When she saw the man collapse, she was the only one in the parking lot at the time.
Brown handed the phone off to her mother, kept her mask on as she walked up to the man, and started doing CPR.
A crowd began to surround Brown who was attempting to resuscitate the man before an ambulance could arrive.
“I could tell that the CPR was working because when I went up to him he had turned blue, his face was purple,” Brown said. “Right when I started CPR after a few pumps he started to get that color returned to his face so it was pink again.
“He eventually started to kind of cough or sit up a little bit. I was like ‘come on, like you got this, pull through.’”
She’d only practiced CPR on a person once before and it was in a supervised environment with surgical residents and hospital workers coaching her on what she was doing right and wrong.
“It was kind of an out-of-body experience,” Brown said. “I don’t really honestly remember a lot of what was going through my head because I was just so focused on things like ‘I need to keep the pace and I need to focus on all the things that I learned.’”
EMTs arrived and took the man to a hospital where he recovered enough to be transferred to a cardiac rehabilitation facility. The man, Jerry Lawrason, died the first week of July at age 76 after suffering a second cardiac arrest, but had several months added to his life because of Brown’s actions.
“I consider her an angel,” said Dave Lawrason, son of Jerry. “I believe God had her there at that specific moment to do something great.”
Meghan Brown, far left, with her mother and grandparents April 25, the day she saved a man's life at a Rochester Kroger. Special to the Record-Eagle.
Word got around pretty quickly back home in Traverse City.
But those were the friends that knew Brown as a classmate in high school. Her Mom saw her as just her daughter. None saw her as someone who’s going to be a doctor in less than a year.

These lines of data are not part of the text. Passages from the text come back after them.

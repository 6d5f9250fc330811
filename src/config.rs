//! Configuration for the subscription lifecycle manager.
//!
//! Loaded from `~/.mailwatch/config.json`. Every field carries a serde
//! default so a partial (or absent) file still yields a runnable config;
//! provider credentials are the only values an operator must supply.

use std::collections::HashMap;
use std::path::PathBuf;

use serde::{Deserialize, Serialize};

/// Default Outlook-style subscription lifetime. Graph caps mailbox
/// subscriptions at roughly three days.
pub const DEFAULT_SUBSCRIPTION_TTL_HOURS: i64 = 72;

#[derive(Debug, Clone, Serialize, Deserialize)]
#[serde(rename_all = "camelCase")]
pub struct Config {
    #[serde(default)]
    pub gmail: GmailConfig,
    #[serde(default)]
    pub outlook: OutlookConfig,
    #[serde(default)]
    pub schedules: Schedules,
    /// Renew Outlook-style subscriptions whose expiry is within this window.
    #[serde(default = "default_renewal_window_hours")]
    pub renewal_window_hours: i64,
    /// Re-validate a nominally live subscription after this long.
    #[serde(default = "default_validation_interval_hours")]
    pub validation_interval_hours: i64,
    /// Courtesy pause between accounts inside one reconcile run.
    #[serde(default = "default_inter_account_delay_ms")]
    pub inter_account_delay_ms: u64,
    /// Hard timeout on every provider API call.
    #[serde(default = "default_request_timeout_secs")]
    pub request_timeout_secs: u64,
    /// Bound on the router's async sync hand-off queue.
    #[serde(default = "default_sync_queue_capacity")]
    pub sync_queue_capacity: usize,
    /// Consecutive failed ticks before an account is flagged for attention.
    #[serde(default = "default_failure_alert_threshold")]
    pub failure_alert_threshold: u32,
    /// Run one reconcile pass immediately on daemon start.
    #[serde(default = "default_true")]
    pub reconcile_on_start: bool,
    #[serde(default)]
    pub features: HashMap<String, bool>,
}

impl Default for Config {
    fn default() -> Self {
        Self {
            gmail: GmailConfig::default(),
            outlook: OutlookConfig::default(),
            schedules: Schedules::default(),
            renewal_window_hours: default_renewal_window_hours(),
            validation_interval_hours: default_validation_interval_hours(),
            inter_account_delay_ms: default_inter_account_delay_ms(),
            request_timeout_secs: default_request_timeout_secs(),
            sync_queue_capacity: default_sync_queue_capacity(),
            failure_alert_threshold: default_failure_alert_threshold(),
            reconcile_on_start: true,
            features: HashMap::new(),
        }
    }
}

/// OAuth client registration used for refresh-token grants.
#[derive(Debug, Clone, Default, Serialize, Deserialize)]
#[serde(rename_all = "camelCase")]
pub struct OAuthClientConfig {
    #[serde(default)]
    pub client_id: String,
    #[serde(default, skip_serializing_if = "Option::is_none")]
    pub client_secret: Option<String>,
    #[serde(default, skip_serializing_if = "Option::is_none")]
    pub token_uri: Option<String>,
}

#[derive(Debug, Clone, Serialize, Deserialize)]
#[serde(rename_all = "camelCase")]
pub struct GmailConfig {
    /// Fully-qualified Pub/Sub topic prefix; the per-account routing key is
    /// appended, e.g. `projects/storefront-prod/topics/mailwatch`.
    #[serde(default = "default_pubsub_topic_prefix")]
    pub pubsub_topic_prefix: String,
    #[serde(default)]
    pub oauth: OAuthClientConfig,
}

impl Default for GmailConfig {
    fn default() -> Self {
        Self {
            pubsub_topic_prefix: default_pubsub_topic_prefix(),
            oauth: OAuthClientConfig::default(),
        }
    }
}

#[derive(Debug, Clone, Serialize, Deserialize)]
#[serde(rename_all = "camelCase")]
pub struct OutlookConfig {
    /// Public webhook URL Graph delivers change notifications to.
    #[serde(default)]
    pub notification_url: String,
    #[serde(default = "default_subscription_ttl_hours")]
    pub subscription_ttl_hours: i64,
    #[serde(default)]
    pub oauth: OAuthClientConfig,
}

impl Default for OutlookConfig {
    fn default() -> Self {
        Self {
            notification_url: String::new(),
            subscription_ttl_hours: DEFAULT_SUBSCRIPTION_TTL_HOURS,
            oauth: OAuthClientConfig::default(),
        }
    }
}

/// A single schedule entry.
#[derive(Debug, Clone, Serialize, Deserialize)]
#[serde(rename_all = "camelCase")]
pub struct ScheduleEntry {
    pub enabled: bool,
    pub cron: String,
    pub timezone: String,
}

impl ScheduleEntry {
    pub fn default_reconcile() -> Self {
        Self {
            enabled: true,
            cron: "15 * * * *".to_string(),
            timezone: "UTC".to_string(),
        }
    }

    pub fn default_cleanup() -> Self {
        Self {
            enabled: true,
            cron: "45 3 * * *".to_string(),
            timezone: "UTC".to_string(),
        }
    }
}

#[derive(Debug, Clone, Serialize, Deserialize)]
#[serde(rename_all = "camelCase")]
pub struct Schedules {
    /// Hourly health/renewal pass.
    #[serde(default = "ScheduleEntry::default_reconcile")]
    pub reconcile: ScheduleEntry,
    /// Daily orphan/collision sweep.
    #[serde(default = "ScheduleEntry::default_cleanup")]
    pub cleanup: ScheduleEntry,
}

impl Default for Schedules {
    fn default() -> Self {
        Self {
            reconcile: ScheduleEntry::default_reconcile(),
            cleanup: ScheduleEntry::default_cleanup(),
        }
    }
}

fn default_renewal_window_hours() -> i64 {
    24
}

fn default_validation_interval_hours() -> i64 {
    6
}

fn default_inter_account_delay_ms() -> u64 {
    1500
}

fn default_request_timeout_secs() -> u64 {
    20
}

fn default_sync_queue_capacity() -> usize {
    256
}

fn default_failure_alert_threshold() -> u32 {
    12
}

fn default_subscription_ttl_hours() -> i64 {
    DEFAULT_SUBSCRIPTION_TTL_HOURS
}

fn default_pubsub_topic_prefix() -> String {
    "projects/storefront-prod/topics/mailwatch".to_string()
}

fn default_true() -> bool {
    true
}

/// Config file location: `~/.mailwatch/config.json`.
pub fn config_path() -> Option<PathBuf> {
    dirs::home_dir().map(|home| home.join(".mailwatch").join("config.json"))
}

/// Load the config file, falling back to defaults when the file is absent.
/// A present-but-unparsable file is an error: silently reverting an
/// operator's provider settings to defaults would strand every account.
pub fn load_config() -> Result<Config, String> {
    let Some(path) = config_path() else {
        return Ok(Config::default());
    };
    if !path.exists() {
        return Ok(Config::default());
    }
    let content = std::fs::read_to_string(&path)
        .map_err(|e| format!("Failed to read {}: {}", path.display(), e))?;
    serde_json::from_str(&content).map_err(|e| format!("Invalid config {}: {}", path.display(), e))
}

“I wasn’t surprised, actually, when Meghan recalled what happened and told me her story,” said Maria Rapson, Brown’s best friend throughout high school. “She just jumped right in and did what she’s been trained to do, help save an individual’s life.”
She said Brown was planning on attending medical school since she was a freshman in high school.
“She was just so dedicated,” Rapson said. “I definitely think she’s one of those people that was meant to practice medicine.”
Rapson herself was a kinesiology major at Michigan State University. Brown wants to go into ophthalmology, surgery on the eye.
She says as medical students they often talk about imposter syndrome, a psychological belief where one doubts their own accomplishments and capabilities.
“Can I really do this? Can I really practice medicine? Have I learned enough to be able to save someone’s life?,” Brown said she asks herself.
After this incident, Brown says she’s confident to answer them. She said if she’s found in a situation where someone asks “Is there a doctor in here?” she’d raise her hand and volunteer.
“It’s kind of like an eye-opening moment,” Brown said. “Like wow, all of my hard work, really has paid off and like I can do this and I can help someone who is in need.”
Editor’s Note: This story has been updated to reflect one correction and one clarification. In the original version, Meghan Brown’s name was misspelled. One paragraph was clarified to establish Brown seeks a career as an eye surgeon, which requires the same Personal Protective Equipment as what’s considered normal in the coronavirus pandemic.